Posted to user@spark.apache.org by Darren Hoo <da...@gmail.com> on 2015/03/20 18:37:00 UTC

can distinct transform applied on DStream?

val aDstream = ...

val distinctStream = aDstream.transform(_.distinct())

but the elements in distinctStream  are not distinct.

Did I use it wrong?

Re: can distinct transform applied on DStream?

Posted by Dean Wampler <de...@gmail.com>.
aDstream.transform(_.distinct())  will only make the elements of each RDD
in the DStream distinct, not for the whole DStream globally.

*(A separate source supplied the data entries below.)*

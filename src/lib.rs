use anyhow::Result;
use image::DynamicImage;
use log::{info, warn};
use std::path::{Path, PathBuf};

mod barrier;
mod pipeline;
mod queue;
mod raster;

pub use barrier::RowBarrier;
pub use pipeline::{transform_rows, Message, RowTask};
pub use queue::TaskQueue;
pub use raster::RasterImage;

/// Upper bound on the default pool size; the actual default is capped by
/// the machine's core count and never below one.
pub const DEFAULT_WORKERS: usize = 4;

#[derive(Debug, Clone)]
pub struct Config {
    pub num_threads: usize,
}

pub fn default_config() -> Config {
    Config { num_threads: num_cpus::get().min(DEFAULT_WORKERS).max(1) }
}

#[derive(Debug, Clone)]
pub struct Params {
    pub in_image_name: String,
    pub config: Config,
}

/// Per-channel inversion; applying it twice restores the input byte.
pub fn invert(value: u8) -> u8 {
    u8::MAX - value
}

/// Output path derived from the input: `<stem>_inverted.png` alongside it.
pub fn inverted_output_name(input: &str) -> String {
    let p = Path::new(input);
    let parent: PathBuf = p.parent().unwrap_or_else(|| Path::new("")).to_path_buf();
    let stem = p.file_stem().and_then(|s| s.to_str()).unwrap_or("output");
    parent.join(format!("{}_inverted.png", stem)).to_string_lossy().into_owned()
}

/// Loads the input image, inverts every row across the worker pool, and
/// writes `<stem>_inverted.png` next to the input. A failed load still
/// tears the pool down cleanly before the error is returned; the save
/// only runs once every row has been transformed and every worker joined.
pub fn process(params: Params) -> Result<()> {
    let Params { in_image_name, config } = params;
    let workers = config.num_threads.max(1);
    info!("Input image: {}", in_image_name);
    info!("Worker threads: {}", workers);

    let mut loaded = RasterImage::load(Path::new(&in_image_name));
    if loaded.is_err() {
        warn!("Load failed; releasing {} workers before reporting", workers);
    }
    transform_rows(loaded.as_mut().ok(), workers, invert);
    let image = loaded?;

    let out_name = inverted_output_name(&in_image_name);
    image.save(Path::new(&out_name))?;
    info!("Saved {}", out_name);
    Ok(())
}

/// In-memory variant of `process`: inverts a decoded image through the
/// same pool and returns the result instead of touching the filesystem.
pub fn invert_dynamic(dyn_img: &DynamicImage, config: &Config) -> Result<DynamicImage> {
    let workers = config.num_threads.max(1);
    let mut raster = RasterImage::from_dynamic(dyn_img.clone());
    transform_rows(Some(&mut raster), workers, invert);
    raster.into_dynamic()
}
use crate::barrier::RowBarrier;
use crate::queue::TaskQueue;
use crate::raster::RasterImage;
use std::thread;

/// One unit handed to the pool: a row to transform, or the stop marker
/// that retires exactly one worker.
pub enum Message<'a> {
    Row(RowTask<'a>),
    Stop,
}

/// A single row's work: its index, that row's bytes, and the barrier to
/// report into. The slice is one of the disjoint chunks produced by
/// `RasterImage::rows_mut`, so no two live tasks can alias.
pub struct RowTask<'a> {
    pub index: usize,
    pub pixels: &'a mut [u8],
    pub done: &'a RowBarrier,
}

fn worker_loop<F>(queue: &TaskQueue<Message<'_>>, apply: &F)
where
    F: Fn(u8) -> u8,
{
    loop {
        match queue.pop() {
            Message::Row(task) => {
                for value in task.pixels.iter_mut() {
                    *value = apply(*value);
                }
                task.done.mark_done(task.index);
            }
            Message::Stop => break,
        }
    }
}

/// Applies `apply` to every channel byte of every row, spreading the rows
/// over `workers` pooled threads fed through a blocking queue.
///
/// Passing `None` (a failed load) still spins the pool up and straight
/// back down, so workers are always released through the same stop
/// protocol. The scope joins every worker before this returns, which is
/// what lets the row slices borrow from the caller's buffer.
pub fn transform_rows<F>(image: Option<&mut RasterImage>, workers: usize, apply: F)
where
    F: Fn(u8) -> u8 + Sync,
{
    let rows = image.as_deref().map_or(0, RasterImage::rows);
    let barrier = RowBarrier::new(rows);
    let queue = TaskQueue::new();
    thread::scope(|s| {
        for _ in 0..workers {
            s.spawn(|| worker_loop(&queue, &apply));
        }
        if let Some(image) = image {
            for (index, pixels) in image.rows_mut().enumerate() {
                queue.push(Message::Row(RowTask { index, pixels, done: &barrier }));
            }
            barrier.wait_all();
        }
        // Exactly one stop per worker; fewer would leave a thread parked
        // in pop() past the join below.
        for _ in 0..workers {
            queue.push(Message::Stop);
        }
    });
}
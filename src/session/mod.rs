//! Server-side session management.
//!
//! Provides the `SessionBackend` trait for pluggable storage, HMAC-SHA256
//! cookie signing, and an in-memory backend. The session is the only
//! owner of the CSRF token; the guard reads it, never writes it.

pub mod cookie;
pub mod memory;
pub mod middleware;

use rand::Rng;
use rand::distributions::Alphanumeric;
use serde::{Deserialize, Serialize};
use std::collections::HashMap;

/// Session key holding the CSRF token.
pub const CSRF_TOKEN_KEY: &str = "_token";

/// Length of generated CSRF tokens, in characters.
pub const CSRF_TOKEN_LEN: usize = 40;

/// Session data stored server-side.
#[derive(Debug, Clone, Default, Serialize, Deserialize, PartialEq)]
pub struct SessionData {
    #[serde(flatten)]
    pub data: HashMap<String, serde_json::Value>,
}

impl SessionData {
    pub fn new() -> Self {
        Self {
            data: HashMap::new(),
        }
    }

    pub fn get(&self, key: &str) -> Option<&serde_json::Value> {
        self.data.get(key)
    }

    pub fn set(&mut self, key: &str, value: serde_json::Value) {
        self.data.insert(key.into(), value);
    }

    pub fn remove(&mut self, key: &str) {
        self.data.remove(key);
    }

    pub fn clear(&mut self) {
        self.data.clear();
    }

    pub fn is_empty(&self) -> bool {
        self.data.is_empty()
    }

    /// The session-internal CSRF token, if one has been issued.
    pub fn csrf_token(&self) -> Option<&str> {
        self.get(CSRF_TOKEN_KEY)
            .and_then(|v| v.as_str())
            .filter(|t| !t.is_empty())
    }

    /// Return the current token, issuing one first if the session has none.
    pub fn ensure_csrf_token(&mut self) -> String {
        if let Some(token) = self.csrf_token() {
            return token.to_string();
        }
        self.regenerate_csrf_token()
    }

    /// Replace the token with a fresh one and return it.
    pub fn regenerate_csrf_token(&mut self) -> String {
        let token = generate_csrf_token();
        self.set(CSRF_TOKEN_KEY, serde_json::Value::String(token.clone()));
        token
    }
}

/// Generate a random alphanumeric CSRF token.
pub fn generate_csrf_token() -> String {
    rand::thread_rng()
        .sample_iter(&Alphanumeric)
        .take(CSRF_TOKEN_LEN)
        .map(char::from)
        .collect()
}

/// Pluggable session storage backend.
///
/// Implementations must be `Send + Sync` for use in Axum's async handlers.
pub trait SessionBackend: Send + Sync {
    /// Load session data by ID. Returns `None` if not found or expired.
    fn load(
        &self,
        session_id: &str,
    ) -> impl std::future::Future<Output = Option<SessionData>> + Send;

    /// Save session data.
    fn save(
        &self,
        session_id: &str,
        data: &SessionData,
    ) -> impl std::future::Future<Output = ()> + Send;

    /// Delete a session.
    fn delete(&self, session_id: &str) -> impl std::future::Future<Output = ()> + Send;
}
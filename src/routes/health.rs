//! GET /health

use axum::Json;

use crate::types::HealthResponse;

/// Liveness check. Never touches the session.
pub async fn health() -> Json<HealthResponse> {
    Json(HealthResponse {
        status: "ok".into(),
        mode: "csrf-guard".into(),
    })
}
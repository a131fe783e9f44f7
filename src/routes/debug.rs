//! GET /api/debug/csrf (mounted only when `DEBUG_ROUTES` is enabled)

use axum::Json;
use axum::extract::State;
use axum::http::{HeaderMap, header};
use axum::response::{IntoResponse, Response};
use std::sync::Arc;

use super::csrf_cookie::xsrf_cookie;
use crate::AppState;
use crate::csrf::context::TokenSummary;
use crate::error::AppError;
use crate::session::cookie::cookie_names;
use crate::session::middleware::SessionHandle;
use crate::types::DebugCsrfResponse;

/// Force-rotate the session token and report what the server sees.
pub async fn debug_csrf(
    State(state): State<Arc<AppState>>,
    session: SessionHandle,
    headers: HeaderMap,
) -> Result<Response, AppError> {
    let token = session.data.lock().await.regenerate_csrf_token();
    let summary = TokenSummary::of(&token);
    tracing::info!(
        target: "csrf",
        fingerprint = %summary.fingerprint,
        "regenerated CSRF token via debug route"
    );

    let cookie = xsrf_cookie(&state, &token)?;
    let body = DebugCsrfResponse {
        success: true,
        csrf_token: token,
        session_id: session.id.clone(),
        cookies_received: cookie_names(&headers),
        stateful_domains: state.config.stateful_domains.clone(),
    };

    Ok(([(header::SET_COOKIE, cookie)], Json(body)).into_response())
}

Is that what
you're seeing?

Dean Wampler, Ph.D.
Author: Programming Scala, 2nd Edition
<http://shop.oreilly.com/product/0636920033073.do> (O'Reilly)
Typesafe <http://typesafe.com>
@deanwampler <http://twitter.com/deanwampler>
http://polyglotprogramming.com

On Fri, Mar 20, 2015 at 10:37 AM, Darren Hoo <da...@gmail.com> wrote:

> val aDstream = ...
>
> val distinctStream = aDstream.transform(_.distinct())
>
> but the elements in distinctStream  are not distinct.
>
> Did I use it wrong?
>

Re: can distinct transform applied on DStream?

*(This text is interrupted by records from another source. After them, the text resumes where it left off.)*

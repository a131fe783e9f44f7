//! Axum middleware enforcing the double-submit check.
//!
//! Read-only methods and exempt paths pass straight through. Everything
//! else must carry the session's token in `_token`, `X-CSRF-TOKEN` or
//! `X-XSRF-TOKEN` (first non-empty wins) or is answered with 419. The
//! guard never touches the token or the downstream response.

use axum::body::Body;
use axum::extract::{Request, State};
use axum::http::{HeaderMap, header};
use axum::middleware::Next;
use axum::response::Response;
use std::sync::Arc;

use super::context::RequestContext;
use super::policy::{CsrfPolicy, Requirement};
use super::token::validate;
use super::{FORM_FIELD, XSRF_COOKIE};
use crate::config::Config;
use crate::error::AppError;
use crate::observe::{CsrfObserver, GuardEvent, NoopObserver, TracingObserver, notify};
use crate::session::cookie::sets_cookie;
use crate::session::middleware::SessionHandle;

const DEFAULT_MAX_BODY_BYTES: usize = 2 * 1024 * 1024;

/// Guard configuration shared by [`require_csrf`] and [`trace_csrf`].
pub struct CsrfGuard {
    pub policy: CsrfPolicy,
    pub max_body_bytes: usize,
    pub stateful_domains: Vec<String>,
    observer: Arc<dyn CsrfObserver>,
}

impl CsrfGuard {
    pub fn new(policy: CsrfPolicy) -> Self {
        Self {
            policy,
            max_body_bytes: DEFAULT_MAX_BODY_BYTES,
            stateful_domains: Vec::new(),
            observer: Arc::new(NoopObserver),
        }
    }

    /// Build from configuration. `CSRF_TRACE` selects the tracing observer.
    pub fn from_config(config: &Config) -> Self {
        let observer: Arc<dyn CsrfObserver> = if config.csrf_trace {
            Arc::new(TracingObserver)
        } else {
            Arc::new(NoopObserver)
        };

        Self {
            policy: CsrfPolicy::new(&config.exempt_paths),
            max_body_bytes: config.max_body_bytes,
            stateful_domains: config.stateful_domains.clone(),
            observer,
        }
    }

    pub fn with_observer(mut self, observer: Arc<dyn CsrfObserver>) -> Self {
        self.observer = observer;
        self
    }

    fn emit(&self, event: GuardEvent<'_>) {
        notify(self.observer.as_ref(), &event);
    }
}

/// Reject mutating requests whose token does not match the session's.
pub async fn require_csrf(
    State(guard): State<Arc<CsrfGuard>>,
    session: SessionHandle,
    req: Request,
    next: Next,
) -> Result<Response, AppError> {
    let ctx = RequestContext::capture(req.method(), req.uri().path(), req.headers());

    if let Requirement::Bypass(reason) = guard.policy.check(&ctx.method, &ctx.path) {
        guard.emit(GuardEvent::Bypassed { ctx: &ctx, reason });
        return Ok(next.run(req).await);
    }

    let (req, field) = take_token_field(req, guard.max_body_bytes).await?;
    let ctx = ctx.with_field(field);
    let session_token = session.csrf_token().await;

    match validate(&ctx.candidates, session_token.as_deref()) {
        Ok(accepted) => {
            guard.emit(GuardEvent::Accepted {
                ctx: &ctx,
                carrier: accepted.carrier,
            });
            Ok(next.run(req).await)
        }
        Err(mismatch) => {
            let carriers = ctx.carrier_report(session_token.as_deref());
            guard.emit(GuardEvent::Rejected {
                ctx: &ctx,
                mismatch: &mismatch,
                carriers: &carriers,
            });
            Err(AppError::CsrfMismatch(mismatch.to_string()))
        }
    }
}

/// Report every request and its response to the guard's observer.
///
/// Installed outside [`require_csrf`] so rejections are traced too. Body
/// fields are not read here; the guard's own events include them.
pub async fn trace_csrf(
    State(guard): State<Arc<CsrfGuard>>,
    session: SessionHandle,
    req: Request,
    next: Next,
) -> Response {
    let ctx = RequestContext::capture(req.method(), req.uri().path(), req.headers());
    let session_token = session.csrf_token().await;
    let carriers = ctx.carrier_report(session_token.as_deref());

    guard.emit(GuardEvent::Request {
        ctx: &ctx,
        carriers: &carriers,
        from_frontend: ctx.from_frontend(&guard.stateful_domains),
    });

    let response = next.run(req).await;

    guard.emit(GuardEvent::Response {
        ctx: &ctx,
        status: response.status().as_u16(),
        sets_xsrf_cookie: sets_cookie(response.headers(), XSRF_COOKIE),
    });

    response
}

#[derive(Debug, Clone, Copy, PartialEq, Eq)]
enum BodyKind {
    Form,
    Json,
}

fn body_kind(headers: &HeaderMap) -> Option<BodyKind> {
    let content_type = headers.get(header::CONTENT_TYPE)?.to_str().ok()?;
    let essence = content_type.split(';').next()?.trim().to_ascii_lowercase();

    if essence == "application/x-www-form-urlencoded" {
        Some(BodyKind::Form)
    } else if essence == "application/json" || essence.ends_with("+json") {
        Some(BodyKind::Json)
    } else {
        None
    }
}

/// Buffer a form or JSON body, pull out `_token`, and hand back an
/// equivalent request. Other bodies are left unread.
async fn take_token_field(
    req: Request,
    limit: usize,
) -> Result<(Request, Option<String>), AppError> {
    let Some(kind) = body_kind(req.headers()) else {
        return Ok((req, None));
    };

    let declared = req
        .headers()
        .get(header::CONTENT_LENGTH)
        .and_then(|v| v.to_str().ok())
        .and_then(|v| v.parse::<usize>().ok());
    if declared.is_some_and(|len| len > limit) {
        return Err(AppError::PayloadTooLarge);
    }

    let (parts, body) = req.into_parts();
    let bytes = axum::body::to_bytes(body, limit)
        .await
        .map_err(|e| AppError::BadRequest(format!("Failed to read request body: {e}")))?;

    let field = match kind {
        BodyKind::Form => serde_urlencoded::from_bytes::<Vec<(String, String)>>(&bytes)
            .ok()
            .and_then(|pairs| {
                pairs
                    .into_iter()
                    .find_map(|(k, v)| (k == FORM_FIELD).then_some(v))
            }),
        BodyKind::Json => serde_json::from_slice::<serde_json::Value>(&bytes)
            .ok()
            .and_then(|v| v.get(FORM_FIELD)?.as_str().map(String::from)),
    };

    Ok((Request::from_parts(parts, Body::from(bytes)), field))
}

Posted by Akhil Das <ak...@sigmoidanalytics.com>.
What do you mean not distinct?

It does works for me:
[image: Inline image 1]

Code:

import org.apache.spark.streaming.{Seconds, StreamingContext}
import org.apache.spark.{SparkContext, SparkConf}

val ssc = new StreamingContext(sc, Seconds(1))

val data =
ssc.textFileStream("/home/akhld/mobi/localcluster/spark-1/sigmoid/")
val dist = data.transform(_.distinct())


dist.print()

ssc.start()
ssc.awaitTermination()






Thanks
Best Regards

On Fri, Mar 20, 2015 at 11:07 PM, Darren Hoo <da...@gmail.com> wrote:

> val aDstream = ...
>
> val distinctStream = aDstream.transform(_.distinct())
>
> but the elements in distinctStream  are not distinct.
>
> Did I use it wrong?
>